My go to for just doing one car is the klin medium towel, it's just that little bit softer but doesn't hold enough for 2 cars 

Sent from my SM-G930F using Tapatalk


----------



## DLGWRX02 (Apr 6, 2010)

Klin Duo xl


----------



## fred-the-red (Aug 9, 2018)

Gyeon Q2M Silk Dryer is towel of choice
https://www.cleanyourcar.co.uk/gyeon-q2m-silk-dryer
Once around the windows to dampen it before doing the paintwork. One touch drying.


----------



## 121DOM (Sep 16, 2013)

Give these a go, i'm Amazed at what they absorb.

https://www.cleanandshiny.co.uk/col...24-double-twistress-premium-loop-drying-towel


----------



## \Rian (Aug 23, 2017)

Something large and weighing around 1400 GSM,

I picked up 2 of these recently

https://www.polishedbliss.co.uk/pb-...MIo_f_2dCw3wIVbbvtCh3weAOhEAQYAyABEgL2NPD_BwE

ITs a good size
costs under a tenner 
drys a whole car without needing to wring it


----------



## camerashy (Feb 9, 2014)

Uber drying towel from Elite are the best I've used
https://www.elitecarcare.co.uk/product/elite-xl-ultra-plush-uber-deep-pile-drying-towel-60x90cm/


----------



## neilmcl (Mar 26, 2010)

Korean twisted pile, one of the best towels I've used.

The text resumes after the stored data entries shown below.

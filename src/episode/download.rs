// This Source Code Form is subject to the terms of the Mozilla Public
// License, v. 2.0. If a copy of the MPL was not distributed with this
// file, You can obtain one at https://mozilla.org/MPL/2.0/.

use std::path::Path;
use std::time::Duration;

use futures::StreamExt;
use tokio::fs::File;
use tokio::io::AsyncWriteExt;
use url::Url;

use crate::error::DownloadError;
use crate::http::{HttpClient, get_following_redirects};
use crate::progress::{ProgressEvent, SharedProgressReporter};

/// Deadline for pulling one episode asset
pub const ASSET_TIMEOUT: Duration = Duration::from_secs(10 * 60);

/// Deadline for pulling artwork
pub const ARTWORK_TIMEOUT: Duration = Duration::from_secs(60);

/// Download `url` to `output_path`, streaming the body to disk.
///
/// Fails on a non-success status, on `timeout`, or when the body is empty.
/// Returns the number of bytes written. Progress is reported when a
/// reporter is given.
pub async fn download_to_file<C: HttpClient + ?Sized>(
    client: &C,
    url: &str,
    output_path: &Path,
    timeout: Duration,
    reporter: Option<&SharedProgressReporter>,
) -> Result<u64, DownloadError> {
    match tokio::time::timeout(timeout, stream_to_file(client, url, output_path, reporter)).await {
        Ok(result) => result,
        Err(_) => Err(DownloadError::Timeout {
            url: url.to_string(),
        }),
    }
}

async fn stream_to_file<C: HttpClient + ?Sized>(
    client: &C,
    url: &str,
    output_path: &Path,
    reporter: Option<&SharedProgressReporter>,
) -> Result<u64, DownloadError> {
    let parsed = Url::parse(url).map_err(|e| DownloadError::InvalidUrl {
        url: url.to_string(),
        source: e,
    })?;

    let (_, response) = get_following_redirects(client, &parsed).await?;

    if !response.is_success() {
        return Err(DownloadError::HttpStatus {
            url: url.to_string(),
            status: response.status,
        });
    }

    let mut file = File::create(output_path)
        .await
        .map_err(|e| DownloadError::FileCreateFailed {
            path: output_path.to_path_buf(),
            source: e,
        })?;

    let total_bytes = response.content_length;
    let mut bytes_downloaded: u64 = 0;
    let mut stream = response.body;

    while let Some(chunk_result) = stream.next().await {
        let chunk = chunk_result.map_err(|e| DownloadError::StreamFailed {
            url: url.to_string(),
            source: e,
        })?;

        file.write_all(&chunk)
            .await
            .map_err(|e| DownloadError::FileWriteFailed {
                path: output_path.to_path_buf(),
                source: e,
            })?;

        bytes_downloaded += chunk.len() as u64;

        if let Some(reporter) = reporter {
            reporter.report(ProgressEvent::TransferProgress {
                bytes_downloaded,
                total_bytes,
            });
        }
    }

    file.flush()
        .await
        .map_err(|e| DownloadError::FileWriteFailed {
            path: output_path.to_path_buf(),
            source: e,
        })?;

    if bytes_downloaded == 0 {
        return Err(DownloadError::Empty {
            url: url.to_string(),
        });
    }

    Ok(bytes_downloaded)
}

https://www.in2detailing.co.uk/prod...dual-twisted-pile-drying-towel-70-x-90cm.html


----------



## Andy1972 (Jan 12, 2014)

had a silverback which was good. Then I tried a kiln duo and wont use anything else now. Even bought another so I can rotate them through the wash.


----------



## Itstony (Jan 19, 2018)

I have a few, but TBH my preferred is the Gtechic MF4. Its under a tenner too, but not the only reason it just works so well for me.
Like to lay on and pat and I can get all round the car easily, no dragging at all. Not sure what else is needed?


----------



## pxr5 (Feb 13, 2012)

I've got three of the Serious Performance Uber towels. I honestly can't see how they could be bettered

http://www.seriousperformance.co.uk/Products,130,toView_820.html


----------



## H-M3 (Jul 13, 2006)

pxr5 said:


> I've got three of the Serious Performance Uber towels. I honestly can't see how they could be bettered
> 
> http://www.seriousperformance.co.uk/Products,130,toView_820.html


My one is few years old and still good:thumb:


----------



## rlmccarty2000 (May 31, 2017)

CarPro just put out a new one also a new one to clean windows with a foam core.


----------



## astormatt (Jan 31, 2009)

I still keep coming back to the Meguiars supreme towel from Halfords. It works really well for me and usually priced around £16.


----------



## iCraig (Aug 9, 2017)

I’ve just got an AG Instadry, will be trying it soon.


----------



## Ryan90VRS (Sep 17, 2010)

Klin Korea. They're like magic. Literally draw dropping performance.


----------



## WP-UK (Apr 24, 2011)

Just ordered the AF Aqua Deluxe upon good reviews and recommendation. Will see how I get on - was well overdue a new one.


----------



## Ryan90VRS (Sep 17, 2010)

I wasn't that impressed with the Aqua Deluxe not as good as the wooly mammoth and I think the Klin stuff is better still.


----------



## WP-UK (Apr 24, 2011)

Ryan90VRS said:


> I wasn't that impressed with the Aqua Deluxe not as good as the wooly mammoth and I think the Klin stuff is better still.


Woolly mammoths seems popular. Will give the AF a try and if not good will try some of these suggestions


----------



## Bustanut (Jun 11, 2011)

Gyeon silk dryer, cant believe more people haven't suggested these. I've tried all the toher and this was a game changer for me. Fantastic!!!


----------